BOOK REVIEW: VIRAL BY ROBIN COOK

 I picked up this (audio)book while waiting for the one I really wanted to read, Pandemic. It has not been easy. I thought that this was a departure for Robin Cook, and read reviews that agreed with me, but when I reviewed the 35 odd books that Robin Cook has written, I realized that I haven't read that many, and what I read was a very long time ago.

Coma was old paperback copies when I read it, but that was still back in the 1990s when Kevin Bacon played a medical resident in Flatliners. I would have to look at the stories of Fever, Outbreak, and Vital Signs to be sure I actually read them. For me, Robin Cook was a master of medical thrillers, but maybe I didn't read that many of them!

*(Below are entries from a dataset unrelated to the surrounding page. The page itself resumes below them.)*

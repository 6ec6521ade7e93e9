//! Safety scores, their weighted components and explanatory factors.

use chrono::NaiveDateTime;
use serde::{Deserialize, Serialize};

/// Clamp a raw score into `0..=100` and round it.
///
/// Non-finite input yields `0`.
///
/// # Examples
/// ```
/// use saferoute_core::clamp_score;
///
/// assert_eq!(clamp_score(49.5), 50);
/// assert_eq!(clamp_score(-3.0), 0);
/// assert_eq!(clamp_score(f64::NAN), 0);
/// ```
#[must_use]
#[expect(
    clippy::cast_possible_truncation,
    clippy::cast_sign_loss,
    reason = "value is clamped into 0..=100 before the cast"
)]
pub fn clamp_score(raw: f64) -> u8 {
    if !raw.is_finite() {
        return 0;
    }
    raw.round().clamp(0.0, 100.0) as u8
}

/// Relative weight of each component in the overall score.
#[derive(Debug, Clone, Copy, PartialEq, Serialize, Deserialize)]
pub struct ComponentWeights {
    /// Weight of [`ScoreComponents::crime_risk`].
    pub crime_risk: f64,
    /// Weight of [`ScoreComponents::time_factor`].
    pub time_factor: f64,
    /// Weight of [`ScoreComponents::population_density`].
    pub population_density: f64,
    /// Weight of [`ScoreComponents::lighting_level`].
    pub lighting_level: f64,
}

impl Default for ComponentWeights {
    fn default() -> Self {
        Self {
            crime_risk: 0.4,
            time_factor: 0.3,
            population_density: 0.2,
            lighting_level: 0.1,
        }
    }
}

impl ComponentWeights {
    /// Weight assigned to `factor_type`.
    #[must_use]
    pub const fn weight(&self, factor_type: FactorType) -> f64 {
        match factor_type {
            FactorType::CrimeRisk => self.crime_risk,
            FactorType::TimeFactor => self.time_factor,
            FactorType::PopulationDensity => self.population_density,
            FactorType::LightingLevel => self.lighting_level,
        }
    }

    /// Sum of all weights.
    #[must_use]
    pub fn total(&self) -> f64 {
        FactorType::ALL.iter().map(|t| self.weight(*t)).sum()
    }
}

/// The four scored components.
#[derive(Debug, Clone, Copy, PartialEq, Eq, Hash, Serialize, Deserialize)]
#[serde(rename_all = "snake_case")]
pub enum FactorType {
    /// Historical crime volume and severity.
    CrimeRisk,
    /// Hour of day and calendar effects.
    TimeFactor,
    /// Population and business activity.
    PopulationDensity,
    /// Street lighting.
    LightingLevel,
}

impl FactorType {
    /// Components in the order they are reported.
    pub const ALL: [Self; 4] = [
        Self::CrimeRisk,
        Self::TimeFactor,
        Self::PopulationDensity,
        Self::LightingLevel,
    ];

    /// Human-readable label.
    #[must_use]
    pub const fn label(self) -> &'static str {
        match self {
            Self::CrimeRisk => "crime risk",
            Self::TimeFactor => "time of day",
            Self::PopulationDensity => "population density",
            Self::LightingLevel => "lighting",
        }
    }
}

/// Direction in which a factor moves the score.
#[derive(Debug, Clone, Copy, PartialEq, Eq, Hash, Serialize, Deserialize)]
#[serde(rename_all = "lowercase")]
pub enum FactorImpact {
    /// Value at or above [`FactorImpact::POSITIVE_THRESHOLD`].
    Positive,
    /// Value at or above [`FactorImpact::NEUTRAL_THRESHOLD`].
    Neutral,
    /// Everything lower.
    Negative,
}

impl FactorImpact {
    /// Lowest value considered positive.
    pub const POSITIVE_THRESHOLD: f64 = 70.0;
    /// Lowest value considered neutral.
    pub const NEUTRAL_THRESHOLD: f64 = 40.0;

    /// Classify a component value.
    #[must_use]
    pub fn from_value(value: f64) -> Self {
        if value >= Self::POSITIVE_THRESHOLD {
            Self::Positive
        } else if value >= Self::NEUTRAL_THRESHOLD {
            Self::Neutral
        } else {
            Self::Negative
        }
    }
}

/// One component's contribution to a score.
#[derive(Debug, Clone, Copy, PartialEq, Serialize, Deserialize)]
pub struct SafetyFactor {
    /// Component described.
    #[serde(rename = "type")]
    pub factor_type: FactorType,
    /// Direction of the contribution.
    pub impact: FactorImpact,
    /// Weight in the overall blend.
    pub weight: f64,
    /// Component value, `0..=100`.
    pub value: f64,
}

/// Component values, each in `0..=100`.
#[derive(Debug, Clone, Copy, PartialEq, Serialize, Deserialize)]
pub struct ScoreComponents {
    /// Crime component.
    pub crime_risk: f64,
    /// Time-of-day component.
    pub time_factor: f64,
    /// Population component.
    pub population_density: f64,
    /// Lighting component.
    pub lighting_level: f64,
}

impl ScoreComponents {
    /// Value of `factor_type`.
    #[must_use]
    pub const fn value(&self, factor_type: FactorType) -> f64 {
        match factor_type {
            FactorType::CrimeRisk => self.crime_risk,
            FactorType::TimeFactor => self.time_factor,
            FactorType::PopulationDensity => self.population_density,
            FactorType::LightingLevel => self.lighting_level,
        }
    }

    /// Weighted blend with the default weights.
    ///
    /// # Examples
    /// ```
    /// use saferoute_core::ScoreComponents;
    ///
    /// let components = ScoreComponents {
    ///     crime_risk: 70.0,
    ///     time_factor: 80.0,
    ///     population_density: 70.0,
    ///     lighting_level: 80.0,
    /// };
    /// assert_eq!(components.weighted_overall(), 74);
    /// ```
    #[must_use]
    pub fn weighted_overall(&self) -> u8 {
        self.weighted_overall_with(&ComponentWeights::default())
    }

    /// Weighted blend with explicit weights.
    #[must_use]
    pub fn weighted_overall_with(&self, weights: &ComponentWeights) -> u8 {
        clamp_score(
            FactorType::ALL
                .iter()
                .map(|t| weighted(self.value(*t), weights.weight(*t)))
                .sum(),
        )
    }

    /// One factor entry per component.
    #[must_use]
    pub fn factors(&self, weights: &ComponentWeights) -> Vec<SafetyFactor> {
        FactorType::ALL
            .iter()
            .map(|t| SafetyFactor {
                factor_type: *t,
                impact: FactorImpact::from_value(self.value(*t)),
                weight: weights.weight(*t),
                value: self.value(*t),
            })
            .collect()
    }
}

#[expect(clippy::float_arithmetic, reason = "weighted blend")]
fn weighted(value: f64, weight: f64) -> f64 {
    value * weight
}

/// Composite safety assessment; higher is safer.
#[derive(Debug, Clone, PartialEq, Serialize, Deserialize)]
pub struct SafetyScore {
    /// Final score after any environmental adjustment, `0..=100`.
    pub overall: u8,
    /// Component values.
    #[serde(flatten)]
    pub components: ScoreComponents,
    /// Incidents observed in the scored cell.
    pub historical_incidents: u64,
    /// Confidence in the score, `0..=100`.
    pub confidence_level: u8,
    /// Plain-language summary.
    pub explanation: String,
    /// Per-component breakdown.
    pub factors: Vec<SafetyFactor>,
    /// Signed points added after the weighted blend.
    pub environmental_adjustment: i32,
    /// Local time the score was last computed or refreshed.
    pub last_calculated: NaiveDateTime,
}

impl SafetyScore {
    /// Replace the environmental adjustment, recomputing `overall` from
    /// `base` (the unadjusted weighted blend).
    #[must_use]
    pub fn with_adjustment(mut self, base: u8, adjustment: i32) -> Self {
        self.overall = clamp_score(f64::from(i32::from(base).saturating_add(adjustment)));
        self.environmental_adjustment = adjustment;
        self
    }

    /// Weakest component whose impact is negative, if any.
    #[must_use]
    pub fn dominant_negative_factor(&self) -> Option<&SafetyFactor> {
        self.factors
            .iter()
            .filter(|f| f.impact == FactorImpact::Negative)
            .min_by(|a, b| a.value.total_cmp(&b.value))
    }
}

Fast forward to this week, and I found myself reacting badly to the unsympathetic character that leads the story. His idyllic life falls apart when his wife contracts "EEE" on the beach at Cape Cod, and his low budget insurance plan becomes a looming debt that he cannot pay. It should be a tragedy, but his egocentric brain carries on without feeling any human emotions of grief and loss, he outsources his sick daughter to a variety of women, including strangers that are all more than eager to serve his needs for free, and he gets angry at every turn of events, bordering on entitled rage with every emergency encounter. 

It drove me nuts!

The reader of the audiobook made a few mistakes, calling Ver-sed "Versed", and the French patient was called the male french version Jean  when it was supposed to be Jeanne. (True, Jean in English as a female sounds like denim, but you still have to say the -n at the end when you say it in French!) The accent varied too much for me, and I would expect that any French speaker who repeatedly used the colloquial word "shannanigans" may not be speaking with an accent. Similarly, he assumed the American ER doc who has a Sikh name had an East Indian (?Irish) accent, when it was more likely he talked like an American, because he was! 

I kept waiting for the husband to find out that his wife's cardiac arrest was a medical error, with Versed 5 then 10 mg more in keeping with Valium doses, and possibly the reason she died, and not the seizure. Alas, that was not the plot twist.

I have great sympathy for the writing of a bad book. Even that takes a monumental effort. I wondered if at age 80, we are seeing the cognitive decline expected of the age or if a ghost writer was writing their first attempt at a copy cat (the name Robin Cook, like Robert Ludlum, is a brand unto itself). The prose was tediously repetitive, and the story read like a report, with no plot, no tension (except for the toxicity that emanated from the un-woke immature man that unfortunately talked the entire time), and no complexity of emotion or normal life. Characters were one dimensional, and the ideas were pat (no charge, everyone perfectly followed the covid precautions, a woman hired for her business savvy and another who was a total stranger were used as caregivers with the father oscillating between overreaction to neglect of his daughter, and in total denial of the needs of his family, colleagues and himself. If this was the tragedy, I could accept it as a character flaw, but it seemed that the author was unaware that a father could feel emotion, and make decisions that would acknowledge the feelings and needs of others, and not only himself.

What is the worst, SPOILER ALERT, this is a story of an angry shallow man who rages his way through the health care system, and repeatedly assaults health care workers verbally and then physically. His behaviour, while understandable to be inappropriate given the circumstances, is unchecked and totally inappropriate. The doctor's response of ambivalence is unlikely, given assault is uncommon, and would not be tolerated. Brian's misguided rage has no insight into what the real issue was, and his - this grief is terrible because it is no one's fault.  This reality never even comes up. 

The coming reality of mosquito borne disease in the ongoing climate changes, and the inequity of for-profit health care are real issues that bear discussing. Vigilante justice and the unlikely escape of the law is unacceptable, and unchecked misguided rage and  assault are serious issues, and not to be romanticized and oversimplified, as in this book.

I don't recommend this book, and give it a 1/5.